Иван Андреевич чуть помолчал, вздохнул и, сбавив тон, тихо продолжил:
– Вообще же, Евгений Петрович, восьмерка – баба. Фигура пассивная. Подверженная влиянию. Ну-с, теперь главное. Согласно нумерологии, восьмерке, как и прочим цифрам, соответствует имя. И имя это – Алиса.
Еремченко метнул виноватый взгляд на портрет императора Николая Второго.
– Алиса?!
Была одна Алиса, беречь которую полагалось пуще глаза: Александра Федоровна, урожденная принцесса Виктория Алиса Елена Луиза Беатриса Гессен-Дармштадтская. Высочайшая персона, супруга Самодержца российского.
Еремченко от волнения забылся – вскочил и по укоренившейся привычке стал ходить по кабинету. Криптограф выжидал. Наконец, деликатно кашлянул. Полковник резко остановился, будто опомнился. И вернулся к столу.
– Иван Андреевич, дражайший. Алиса! Так я и думал! Эх, горячая записочка нам попалась! Но дальше-то что? Башня, свет, зверь? Как это все увязать? Есть соображения?

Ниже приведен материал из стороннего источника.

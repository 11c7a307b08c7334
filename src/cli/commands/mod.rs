//! CLI command implementations.
//!
//! Each command implements the [`Command`] trait and is routed by
//! [`CommandDispatcher`]. Commands share a [`CommandContext`] holding the
//! project root and global overrides.

pub mod check;
pub mod context;
pub mod dispatcher;
pub mod install;
pub mod setup;
pub mod start;
pub mod status;
pub mod stop;

pub use context::CommandContext;
pub use dispatcher::{Command, CommandDispatcher, CommandResult};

– Мое дело – расшифровка, а дальше – уже ваша епархия. Видите ли, тут либо везение, либо большая аналитическая работа, с привлечением всех служб, с широкой сетью агентуры. Информация нужна, а потом уж и ребус этот отгадывать будем.
Еремченко слушал, склонив голову набок, положив локти на стол, постукивая друг о друга подушечками широко расставленных пальцев: ушел в себя. Криптограф прищурился, он был отменный физиономист.
– Евгений Петрович?
– Да?
– Признайтесь, имеется у вас какой-то козырь. Порадуйте старика.
Еремченко развел руки.
– От вас ничего не утаить. Имеется.
– И какой же?
– Башня.
– Башня? – удивился Иван Андреевич, – Но… Хм. Даже если вы имеете в виду башню как строение, то в Петербурге их столько…
– А наша-то Башня – на самом виду!
Еремченко вынул из ящика стола бумагу, написанную скорым, закорючливым, анафемским почерком. Иван Андреевич глянул на бумагу, полез в карман за приборчиком – иначе ничего не разобрать. И только когда приблизил к глазу свой старый окуляр, прочел то, от чего брови его поползли вверх.
– Ну-с, поздравляю, это донесение весьма и весь важно. Недооценил я, признаться, вашу агентурную сеть.
Еремченко улыбнулся еще шире.
– Помилуйте. Какая там сеть – при нашей бедности. Да и сетью эту рыбку не поймаешь.
* * *
На том месте, где теперь красуется Таврическая улица, до начала 20-го века довольно долго было обычное питерское захолустье. Именовалось оно просто: Пески. А получило свое название из-за песчаной гряды, доходившей до Невы – остаточного свидетельства доисторических времен: миллионы лет назад на этом месте плескалось море. Благодаря песочной гряде район Пески всегда был самым высоким в городе местом и никогда не затоплялся во время наводнений.
Наверное, из-за его «морской» особенности, витавшей в воздухе и рассеивающей свои романтические флюиды, питерцы полюбили эту часть города. Военная слобода, Мытный двор, Тележная, Новгородская, Старорусская улицы – два или даже три поколения населяли Пески поденщики, мещане и торговцы. Пока не проснулся нюх у народившихся им на смену деловых людей.